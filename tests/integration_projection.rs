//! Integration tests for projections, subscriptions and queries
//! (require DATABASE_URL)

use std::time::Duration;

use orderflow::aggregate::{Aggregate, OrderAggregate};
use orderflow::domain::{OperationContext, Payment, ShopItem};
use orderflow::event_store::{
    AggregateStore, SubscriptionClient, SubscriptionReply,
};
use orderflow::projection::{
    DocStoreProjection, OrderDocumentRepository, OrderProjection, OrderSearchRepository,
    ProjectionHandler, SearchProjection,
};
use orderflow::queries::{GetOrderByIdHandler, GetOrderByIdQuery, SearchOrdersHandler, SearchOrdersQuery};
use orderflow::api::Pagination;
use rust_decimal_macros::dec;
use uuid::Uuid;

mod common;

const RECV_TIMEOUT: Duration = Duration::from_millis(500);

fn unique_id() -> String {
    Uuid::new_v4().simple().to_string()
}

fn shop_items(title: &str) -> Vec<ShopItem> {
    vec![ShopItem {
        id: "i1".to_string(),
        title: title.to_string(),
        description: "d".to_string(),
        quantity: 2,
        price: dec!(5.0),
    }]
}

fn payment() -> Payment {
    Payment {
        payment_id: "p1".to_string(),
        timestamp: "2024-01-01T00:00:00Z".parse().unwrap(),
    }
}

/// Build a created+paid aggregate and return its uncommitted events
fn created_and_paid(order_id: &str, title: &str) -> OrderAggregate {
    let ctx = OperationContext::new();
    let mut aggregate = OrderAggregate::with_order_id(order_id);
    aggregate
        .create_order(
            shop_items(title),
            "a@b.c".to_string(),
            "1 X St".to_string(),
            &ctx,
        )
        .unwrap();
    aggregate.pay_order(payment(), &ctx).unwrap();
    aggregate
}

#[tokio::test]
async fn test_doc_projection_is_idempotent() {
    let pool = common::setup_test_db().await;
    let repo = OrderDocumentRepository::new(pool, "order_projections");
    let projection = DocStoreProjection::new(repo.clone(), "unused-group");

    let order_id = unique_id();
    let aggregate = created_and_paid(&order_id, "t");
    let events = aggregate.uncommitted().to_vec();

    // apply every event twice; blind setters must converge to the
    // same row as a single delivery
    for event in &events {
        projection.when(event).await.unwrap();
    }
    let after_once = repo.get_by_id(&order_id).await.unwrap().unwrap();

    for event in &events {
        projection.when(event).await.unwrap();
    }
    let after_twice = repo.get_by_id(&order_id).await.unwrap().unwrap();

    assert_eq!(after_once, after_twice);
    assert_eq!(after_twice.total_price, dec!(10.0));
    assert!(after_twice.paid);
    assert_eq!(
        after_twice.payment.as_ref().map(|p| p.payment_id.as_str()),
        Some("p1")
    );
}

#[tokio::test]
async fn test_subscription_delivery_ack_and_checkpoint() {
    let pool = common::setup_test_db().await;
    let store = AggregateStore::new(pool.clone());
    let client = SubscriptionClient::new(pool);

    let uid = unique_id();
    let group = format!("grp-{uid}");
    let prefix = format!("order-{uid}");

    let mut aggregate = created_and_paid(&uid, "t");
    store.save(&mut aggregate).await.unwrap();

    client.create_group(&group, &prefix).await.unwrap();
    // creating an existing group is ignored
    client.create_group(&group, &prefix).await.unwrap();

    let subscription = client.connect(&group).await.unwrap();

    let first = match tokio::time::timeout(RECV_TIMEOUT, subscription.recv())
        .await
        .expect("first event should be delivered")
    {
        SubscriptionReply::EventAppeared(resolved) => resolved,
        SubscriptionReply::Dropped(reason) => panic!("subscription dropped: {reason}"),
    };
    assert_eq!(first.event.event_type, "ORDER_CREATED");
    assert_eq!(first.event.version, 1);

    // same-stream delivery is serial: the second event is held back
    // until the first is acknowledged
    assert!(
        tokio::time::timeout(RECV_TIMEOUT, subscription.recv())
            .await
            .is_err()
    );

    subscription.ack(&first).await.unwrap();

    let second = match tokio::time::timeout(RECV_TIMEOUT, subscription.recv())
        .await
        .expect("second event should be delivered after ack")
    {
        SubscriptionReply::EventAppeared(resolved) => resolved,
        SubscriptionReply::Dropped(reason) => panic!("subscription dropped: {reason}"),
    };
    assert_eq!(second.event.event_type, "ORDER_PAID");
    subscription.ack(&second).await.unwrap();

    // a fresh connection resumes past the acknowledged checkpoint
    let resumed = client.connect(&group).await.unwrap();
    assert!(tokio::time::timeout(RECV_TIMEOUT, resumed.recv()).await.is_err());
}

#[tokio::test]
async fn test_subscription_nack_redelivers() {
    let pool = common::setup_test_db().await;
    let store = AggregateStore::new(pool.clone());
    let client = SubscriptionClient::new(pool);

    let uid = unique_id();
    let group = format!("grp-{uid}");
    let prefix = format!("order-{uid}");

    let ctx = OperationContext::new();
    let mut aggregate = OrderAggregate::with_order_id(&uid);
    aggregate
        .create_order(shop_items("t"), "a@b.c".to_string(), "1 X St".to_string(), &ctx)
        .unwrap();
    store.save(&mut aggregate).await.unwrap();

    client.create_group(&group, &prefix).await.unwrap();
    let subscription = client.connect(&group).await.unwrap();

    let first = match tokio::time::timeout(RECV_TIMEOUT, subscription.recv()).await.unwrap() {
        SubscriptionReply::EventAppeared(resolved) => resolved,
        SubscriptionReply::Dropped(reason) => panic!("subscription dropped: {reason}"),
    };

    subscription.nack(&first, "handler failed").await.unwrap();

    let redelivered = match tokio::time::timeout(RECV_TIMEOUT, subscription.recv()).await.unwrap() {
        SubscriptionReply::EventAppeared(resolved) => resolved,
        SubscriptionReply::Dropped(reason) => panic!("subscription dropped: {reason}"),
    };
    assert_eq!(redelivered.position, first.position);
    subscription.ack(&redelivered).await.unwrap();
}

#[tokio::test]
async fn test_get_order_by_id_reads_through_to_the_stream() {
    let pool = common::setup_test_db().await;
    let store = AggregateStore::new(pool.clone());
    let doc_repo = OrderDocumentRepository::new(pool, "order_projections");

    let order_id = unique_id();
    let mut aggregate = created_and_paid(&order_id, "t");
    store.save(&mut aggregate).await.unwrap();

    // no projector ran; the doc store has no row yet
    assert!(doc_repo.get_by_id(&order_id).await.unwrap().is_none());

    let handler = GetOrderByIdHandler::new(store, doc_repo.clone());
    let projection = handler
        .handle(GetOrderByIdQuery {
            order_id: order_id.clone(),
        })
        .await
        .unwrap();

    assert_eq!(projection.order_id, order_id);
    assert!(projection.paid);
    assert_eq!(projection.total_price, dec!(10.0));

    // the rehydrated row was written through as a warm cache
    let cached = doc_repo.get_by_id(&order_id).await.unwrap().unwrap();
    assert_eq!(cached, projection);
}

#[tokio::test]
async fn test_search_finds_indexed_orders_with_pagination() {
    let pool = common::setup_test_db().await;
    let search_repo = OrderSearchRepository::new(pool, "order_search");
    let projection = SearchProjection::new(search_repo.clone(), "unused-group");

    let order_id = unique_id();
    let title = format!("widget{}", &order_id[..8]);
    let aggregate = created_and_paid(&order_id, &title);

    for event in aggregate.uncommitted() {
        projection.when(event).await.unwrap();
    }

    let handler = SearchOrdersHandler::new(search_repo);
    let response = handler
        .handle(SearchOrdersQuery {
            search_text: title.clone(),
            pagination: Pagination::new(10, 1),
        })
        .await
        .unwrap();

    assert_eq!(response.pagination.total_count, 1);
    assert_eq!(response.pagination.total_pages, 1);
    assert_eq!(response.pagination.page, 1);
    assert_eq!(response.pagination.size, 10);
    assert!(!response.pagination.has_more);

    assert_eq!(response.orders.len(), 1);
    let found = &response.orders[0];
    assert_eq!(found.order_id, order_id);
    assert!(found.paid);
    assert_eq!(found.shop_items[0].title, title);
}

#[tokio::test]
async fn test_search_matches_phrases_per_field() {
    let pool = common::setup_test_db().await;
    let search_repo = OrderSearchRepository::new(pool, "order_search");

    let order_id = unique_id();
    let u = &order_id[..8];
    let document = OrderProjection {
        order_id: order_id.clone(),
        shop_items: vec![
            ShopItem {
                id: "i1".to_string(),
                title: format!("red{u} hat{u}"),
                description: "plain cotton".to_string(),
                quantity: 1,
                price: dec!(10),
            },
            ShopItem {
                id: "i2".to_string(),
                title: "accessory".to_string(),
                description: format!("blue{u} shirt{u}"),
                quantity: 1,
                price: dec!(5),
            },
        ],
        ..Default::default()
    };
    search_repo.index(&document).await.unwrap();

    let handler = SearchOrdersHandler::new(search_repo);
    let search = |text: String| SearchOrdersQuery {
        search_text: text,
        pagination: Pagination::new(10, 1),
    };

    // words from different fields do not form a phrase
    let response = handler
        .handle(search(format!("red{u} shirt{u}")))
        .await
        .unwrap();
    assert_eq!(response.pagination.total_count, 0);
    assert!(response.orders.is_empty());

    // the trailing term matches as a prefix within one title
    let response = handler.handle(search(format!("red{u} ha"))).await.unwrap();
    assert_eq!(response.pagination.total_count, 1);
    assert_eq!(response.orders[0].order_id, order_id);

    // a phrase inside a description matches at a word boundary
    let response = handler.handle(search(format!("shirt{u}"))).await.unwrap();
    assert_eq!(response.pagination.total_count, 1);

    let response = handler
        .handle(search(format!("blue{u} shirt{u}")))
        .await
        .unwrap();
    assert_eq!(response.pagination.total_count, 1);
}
|---|
Task prompt -
Given the data above, transcribe exactly the lines from the one containing "use rust_decimal_macros::dec;" down to the one containing "async fn test_doc_projection_is_idempotent()", and no others.

Answer to this problem -
use rust_decimal_macros::dec;
use uuid::Uuid;

mod common;

const RECV_TIMEOUT: Duration = Duration::from_millis(500);

fn unique_id() -> String {
    Uuid::new_v4().simple().to_string()
}

fn shop_items(title: &str) -> Vec<ShopItem> {
    vec![ShopItem {
        id: "i1".to_string(),
        title: title.to_string(),
        description: "d".to_string(),
        quantity: 2,
        price: dec!(5.0),
    }]
}

fn payment() -> Payment {
    Payment {
        payment_id: "p1".to_string(),
        timestamp: "2024-01-01T00:00:00Z".parse().unwrap(),
    }
}

/// Build a created+paid aggregate and return its uncommitted events
fn created_and_paid(order_id: &str, title: &str) -> OrderAggregate {
    let ctx = OperationContext::new();
    let mut aggregate = OrderAggregate::with_order_id(order_id);
    aggregate
        .create_order(
            shop_items(title),
            "a@b.c".to_string(),
            "1 X St".to_string(),
            &ctx,
        )
        .unwrap();
    aggregate.pay_order(payment(), &ctx).unwrap();
    aggregate
}

#[tokio::test]
async fn test_doc_projection_is_idempotent() {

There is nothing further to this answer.